=== Begin Enclosure ===
//! Rock-paper-scissors: choices, outcome evaluation and result phrasing.

mod announce;
mod rules;
mod types;

pub use announce::{format_result, format_solo_result};
pub use rules::evaluate;
pub use types::{Choice, Outcome};
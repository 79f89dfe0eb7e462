//! Strictly RPS - bot binary
//!
//! Loads configuration, connects to Telegram and runs until a shutdown signal.

#![warn(missing_docs)]

mod cli;

use anyhow::Result;
use clap::Parser;
use cli::{Cli, Command};
use std::path::Path;
use strictly_rps::{BotConfig, ConfigOverrides, run_telegram};
use tokio_util::sync::CancellationToken;
use tracing::{error, info, instrument};
use tracing_subscriber::{EnvFilter, layer::SubscriberExt, util::SubscriberInitExt};

#[tokio::main]
async fn main() -> Result<()> {
    // Load .env file
    dotenvy::dotenv().ok();

    let cli = Cli::parse();
    initialize_tracing();

    match cli.command {
        Command::Run {
            config,
            token,
            chats_file,
            save_interval,
            move_timeout,
            recruit_timeout,
        } => {
            let overrides = ConfigOverrides {
                token,
                chats_file,
                save_interval_secs: save_interval,
                move_timeout_secs: move_timeout,
                recruit_timeout_secs: recruit_timeout,
            };
            let config = load_config(config.as_deref())?.apply(overrides)?;
            run_bot(config).await
        }
        Command::CheckConfig { config } => {
            let config = load_config(config.as_deref())?.apply(ConfigOverrides::default())?;
            println!("{}", config.to_redacted_toml()?);
            Ok(())
        }
    }
}

/// Runs the bot, cancelling it on SIGINT or SIGTERM.
#[instrument(skip(config))]
async fn run_bot(config: BotConfig) -> Result<()> {
    let shutdown = CancellationToken::new();

    let signal_token = shutdown.clone();
    tokio::spawn(async move {
        match wait_for_signal().await {
            Ok(()) => info!("Shutdown signal received"),
            Err(e) => error!(error = %e, "Failed to listen for signals, shutting down"),
        }
        signal_token.cancel();
    });

    info!("Starting strictly_rps");
    run_telegram(config, shutdown).await
}

#[cfg(unix)]
async fn wait_for_signal() -> std::io::Result<()> {
    use tokio::signal::unix::{SignalKind, signal};

    let mut terminate = signal(SignalKind::terminate())?;
    tokio::select! {
        result = tokio::signal::ctrl_c() => result,
        _ = terminate.recv() => Ok(()),
    }
}

#[cfg(not(unix))]
async fn wait_for_signal() -> std::io::Result<()> {
    tokio::signal::ctrl_c().await
}

/// Loads the config file if given, defaults otherwise.
#[instrument]
fn load_config(path: Option<&Path>) -> Result<BotConfig> {
    match path {
        Some(path) => Ok(BotConfig::from_file(path)?),
        None => {
            info!("No config file given, using defaults");
            Ok(BotConfig::default())
        }
    }
}

fn initialize_tracing() {
    tracing_subscriber::registry()
        .with(
            EnvFilter::try_from_default_env()
                .unwrap_or_else(|_| "info,strictly_rps=debug".into()),
        )
        .with(tracing_subscriber::fmt::layer())
        .init();
}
=== End Enclosure ===
(TASK PROMPT): Scan the data above for the word "announce", then copy every line that holds it.

(THE ANSWER):
mod announce;
pub use announce::{format_result, format_solo_result};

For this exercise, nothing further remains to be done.